Still Over It is a worthy admission to the breakup album canon. Even if you don’t know the context, Walker makes it as explicit as she can, literally asking, “London did you screw this chick, for real?” on the opening track. But what makes it most effective is how direct she is in tackling her own insecurities that the relationship has exposed, detailing the fights and petty grievances that have built up as well as the toxic feelings she developed about herself because of their issues. “I would’ve played it just how you wanted to play it/ You didn’t yet see my worth, so you try to play me/ But I was so in love, love.” It’s a brave act to expose your turmoil in this way for the sake of art, but part of the beauty of a great breakup album is that feeling of exhaling after getting everything off your chest. It’s therapeutic, but on top of that it creates a connection with all those who have felt the same and who find validation through this art. How much that means to Walker I can’t know, but her success would indicate a long line of people her truth has spoken to.

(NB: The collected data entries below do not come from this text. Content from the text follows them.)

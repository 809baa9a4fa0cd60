use crate::helpers::spawn_app;

#[actix_web::test]
async fn health_check_works() {
    let app = spawn_app().await;

    let response = app
        .api_client
        .get(format!("{}/util/health_check", &app.address))
        .send()
        .await
        .expect("Failed to execute request.");

    assert!(response.status().is_success());
    assert_eq!(Some(14), response.content_length());
}

#[actix_web::test]
async fn openapi_document_is_served() {
    let app = spawn_app().await;

    let response = app
        .api_client
        .get(format!("{}/api-docs/openapi.json", &app.address))
        .send()
        .await
        .expect("Failed to execute request.");

    assert!(response.status().is_success());
    let body: serde_json::Value = response.json().await.expect("Invalid openapi body");
    assert!(body["paths"]["/bird/list"].is_object());
    assert!(body["paths"]["/admin/bird/create"].is_object());
}
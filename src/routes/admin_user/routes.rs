use actix_web::web;

use super::handlers::{grant_admin, list_admins};

pub fn admin_user_route(cfg: &mut web::ServiceConfig) {
    cfg.route("/list", web::get().to(list_admins))
        .route("/grant", web::post().to(grant_admin));
}
use std::sync::Arc;

use tether_core::{marshal, Args, FunctionKind, NativeSession, Result};
use tracing::{debug, instrument};

/// Forwards one-shot calls to the native session.
///
/// Stateless apart from the session reference, so clones may be used from
/// any number of tasks at once. Each call is attempted exactly once.
#[derive(Clone)]
pub struct Dispatcher {
    native: Arc<dyn NativeSession>,
}

impl Dispatcher {
    pub fn new(native: Arc<dyn NativeSession>) -> Self {
        Self { native }
    }

    pub async fn query(&self, name: &str, args: &Args) -> Result<String> {
        self.invoke(FunctionKind::Query, name, args).await
    }

    pub async fn mutation(&self, name: &str, args: &Args) -> Result<String> {
        self.invoke(FunctionKind::Mutation, name, args).await
    }

    pub async fn action(&self, name: &str, args: &Args) -> Result<String> {
        self.invoke(FunctionKind::Action, name, args).await
    }

    /// Marshal `args`, invoke `name`, and return the raw serialized result.
    #[instrument(skip_all, fields(kind = %kind, function = %name))]
    pub async fn invoke(&self, kind: FunctionKind, name: &str, args: &Args) -> Result<String> {
        let wire = marshal(args)?;
        debug!(arg_count = wire.len(), "dispatching");
        let result = self.native.invoke(kind, name, wire).await?.into_result();
        match &result {
            Ok(value) => debug!(result_len = value.len(), "call succeeded"),
            Err(e) => debug!(error_kind = e.error_kind(), error = %e, "call failed"),
        }
        result
    }
}

#[cfg(test)]
mod tests {
    use super::*;
    use crate::mock::MockSession;
    use tether_core::{ClientError, FunctionResult, NativeError, Value};

    fn limit_args() -> Args {
        Args::from([("limit".to_string(), Value::Int(10))])
    }

    #[tokio::test]
    async fn query_marshals_and_returns_raw_result() {
        let native = Arc::new(MockSession::new());
        native.respond(Ok(FunctionResult::Value("[]".into())));
        let dispatcher = Dispatcher::new(native.clone());

        let result = dispatcher.query("messages:list", &limit_args()).await.unwrap();

        assert_eq!(result, "[]");
        let calls = native.calls();
        assert_eq!(calls.len(), 1);
        assert_eq!(calls[0].kind, FunctionKind::Query);
        assert_eq!(calls[0].name, "messages:list");
        assert_eq!(calls[0].args.get("limit").map(String::as_str), Some("10"));
    }

    #[tokio::test]
    async fn each_entry_point_uses_its_kind() {
        let native = Arc::new(MockSession::new());
        let dispatcher = Dispatcher::new(native.clone());

        dispatcher.mutation("messages:send", &Args::new()).await.unwrap();
        dispatcher.action("ai:summarize", &Args::new()).await.unwrap();

        let kinds: Vec<_> = native.calls().iter().map(|c| c.kind).collect();
        assert_eq!(kinds, vec![FunctionKind::Mutation, FunctionKind::Action]);
    }

    #[tokio::test]
    async fn application_error_carries_payload() {
        let native = Arc::new(MockSession::new());
        native.respond(Ok(FunctionResult::ApplicationError {
            message: "body too long".into(),
            data: r#"{"max":280}"#.into(),
        }));
        let dispatcher = Dispatcher::new(native);

        let err = dispatcher.mutation("messages:send", &Args::new()).await.unwrap_err();
        assert_eq!(err, ClientError::backend("body too long", Some(r#"{"max":280}"#.into())));
    }

    #[tokio::test]
    async fn transport_failure_is_marked() {
        let native = Arc::new(MockSession::new());
        native.respond(Err(NativeError::Transport("connection reset".into())));
        let dispatcher = Dispatcher::new(native.clone());

        let err = dispatcher.query("messages:list", &Args::new()).await.unwrap_err();
        assert!(err.is_transport());
        assert_eq!(native.calls().len(), 1, "no automatic retry");
    }

    #[tokio::test]
    async fn encoding_failure_never_reaches_native() {
        let native = Arc::new(MockSession::new());
        let dispatcher = Dispatcher::new(native.clone());
        let args = Args::from([("ratio".to_string(), Value::Float(f64::NAN))]);

        let err = dispatcher.query("stats:get", &args).await.unwrap_err();
        assert!(matches!(err, ClientError::ArgumentEncoding { ref key, .. } if key == "ratio"));
        assert!(native.calls().is_empty());
    }
}
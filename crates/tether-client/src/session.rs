//! Session lifecycle: one native session per registry, opened on first `init`.

use std::fmt;
use std::sync::{Arc, OnceLock};

use parking_lot::RwLock;
use tether_core::{Args, ClientError, Credential, NativeLayer, NativeSession, Result, SubscriptionId};
use tokio::sync::{Mutex, OnceCell};
use tracing::{debug, info, warn};

use crate::config::ClientConfig;
use crate::dispatcher::Dispatcher;
use crate::subscription::{Multiplexer, QuerySubscriber, SubscriptionHandle, SubscriptionStream};
use crate::telemetry;

/// A connection to one backend deployment.
///
/// Immutable after creation except for the credential slot.
pub struct Session {
    address: String,
    client_id: String,
    native: Arc<dyn NativeSession>,
    dispatcher: Dispatcher,
    subscriptions: Multiplexer,
    credential: RwLock<Option<Credential>>,
    // Serializes credential writes so the native slot and `credential` agree.
    credential_writer: Mutex<()>,
}

impl Session {
    fn new(address: &str, client_id: &str, native: Arc<dyn NativeSession>) -> Self {
        Self {
            address: address.to_owned(),
            client_id: client_id.to_owned(),
            dispatcher: Dispatcher::new(Arc::clone(&native)),
            subscriptions: Multiplexer::new(Arc::clone(&native)),
            native,
            credential: RwLock::new(None),
            credential_writer: Mutex::new(()),
        }
    }

    pub fn address(&self) -> &str {
        &self.address
    }

    pub fn client_id(&self) -> &str {
        &self.client_id
    }

    pub fn dispatcher(&self) -> &Dispatcher {
        &self.dispatcher
    }

    pub fn subscriptions(&self) -> &Multiplexer {
        &self.subscriptions
    }

    pub async fn query(&self, name: &str, args: &Args) -> Result<String> {
        self.dispatcher.query(name, args).await
    }

    pub async fn mutation(&self, name: &str, args: &Args) -> Result<String> {
        self.dispatcher.mutation(name, args).await
    }

    pub async fn action(&self, name: &str, args: &Args) -> Result<String> {
        self.dispatcher.action(name, args).await
    }

    pub async fn subscribe(
        &self,
        name: &str,
        args: &Args,
        listener: impl QuerySubscriber + 'static,
    ) -> Result<SubscriptionHandle> {
        self.subscriptions.subscribe(name, args, listener).await
    }

    pub async fn subscribe_stream(&self, name: &str, args: &Args) -> Result<SubscriptionStream> {
        self.subscriptions.subscribe_stream(name, args).await
    }

    pub fn cancel_subscription(&self, id: &SubscriptionId) -> bool {
        self.subscriptions.cancel_subscription(id)
    }

    /// Set or clear (`None`) the credential used by subsequent operations.
    ///
    /// Not validated locally. Calls already in flight keep whatever
    /// credential they started with. Concurrent updates apply one at a time;
    /// the last to complete wins.
    pub async fn set_credential(&self, token: Option<String>) {
        let credential = token.map(Credential::new);
        let present = credential.is_some();
        let _writer = self.credential_writer.lock().await;
        self.native.set_credential(credential.clone()).await;
        *self.credential.write() = credential;
        debug!(present, "credential updated");
    }

    pub fn has_credential(&self) -> bool {
        self.credential.read().is_some()
    }
}

impl fmt::Debug for Session {
    fn fmt(&self, f: &mut fmt::Formatter<'_>) -> fmt::Result {
        f.debug_struct("Session")
            .field("address", &self.address)
            .field("client_id", &self.client_id)
            .field("has_credential", &self.has_credential())
            .field("subscriptions", &self.subscriptions.active_count())
            .finish()
    }
}

/// Holds at most one [`Session`].
///
/// The first successful `init` wins. Later calls return the same session and
/// ignore their arguments; there is no way to reconfigure a live registry.
pub struct SessionRegistry {
    native: Arc<dyn NativeLayer>,
    session: OnceCell<Arc<Session>>,
}

impl SessionRegistry {
    pub fn new(native: Arc<dyn NativeLayer>) -> Self {
        Self {
            native,
            session: OnceCell::new(),
        }
    }

    /// Open the session on first call; afterwards return the existing one.
    ///
    /// If opening fails the registry stays uninitialised and a later call may retry.
    pub async fn init(&self, address: &str, client_id: &str) -> Result<Arc<Session>> {
        let session = self
            .session
            .get_or_try_init(|| async {
                let native = self
                    .native
                    .open_session(address, client_id)
                    .await
                    .map_err(|e| ClientError::SessionOpen {
                        address: address.to_owned(),
                        message: e.to_string(),
                    })?;
                info!(address, client_id, "session opened");
                Ok::<_, ClientError>(Arc::new(Session::new(address, client_id, native)))
            })
            .await?;

        if session.address != address || session.client_id != client_id {
            warn!(
                requested_address = address,
                requested_client_id = client_id,
                address = %session.address,
                client_id = %session.client_id,
                "session already initialised, ignoring new configuration"
            );
        }
        Ok(Arc::clone(session))
    }

    /// Install logging if configured, then `init` with the configured address.
    pub async fn init_from_config(&self, config: &ClientConfig) -> Result<Arc<Session>> {
        if config.logging.enabled && telemetry::init_logging(&config.logging) {
            debug!("logging initialised from client config");
        }
        self.init(&config.deployment_url, &config.client_id).await
    }

    pub fn current(&self) -> Result<Arc<Session>> {
        self.session.get().cloned().ok_or(ClientError::UninitializedSession)
    }

    pub fn is_initialized(&self) -> bool {
        self.session.initialized()
    }
}

static GLOBAL: OnceLock<SessionRegistry> = OnceLock::new();

/// Install the process-wide registry.
///
/// Returns the registry back if one was already installed.
pub fn install_global(registry: SessionRegistry) -> std::result::Result<(), SessionRegistry> {
    GLOBAL.set(registry)
}

/// The process-wide registry, if installed.
pub fn global() -> Option<&'static SessionRegistry> {
    GLOBAL.get()
}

This intense level of truth on wax is hard to capture effectively, and while Walker has a lot of very clear influences — from a Monica or Destiny’s Child to a Keyshia Cole, as well as peers like SZA, Kehlani, and Tink — the biggest throughline for this album is very obviously Mary J. Blige, an artist who both excelled at this hyper-vulnerable soul and went through her share of public and tumultuous relationships. It’s not a mistake that the cover of Still Over It is a reference to the shoot for Mary’s Share My World album, an only too appropriate association for Walker. And just like Mary J. Blige would’ve done, she takes heed of Cardi B’s words on “Bitter,” the album’s opening track: “Put that drama in your music. ‘Cause if bitches wanna get clout off you, you gonna get clout off them and you gonna put that shit in your music.” The drama made for great music, and all you can hope for is that it brings some absolution as well.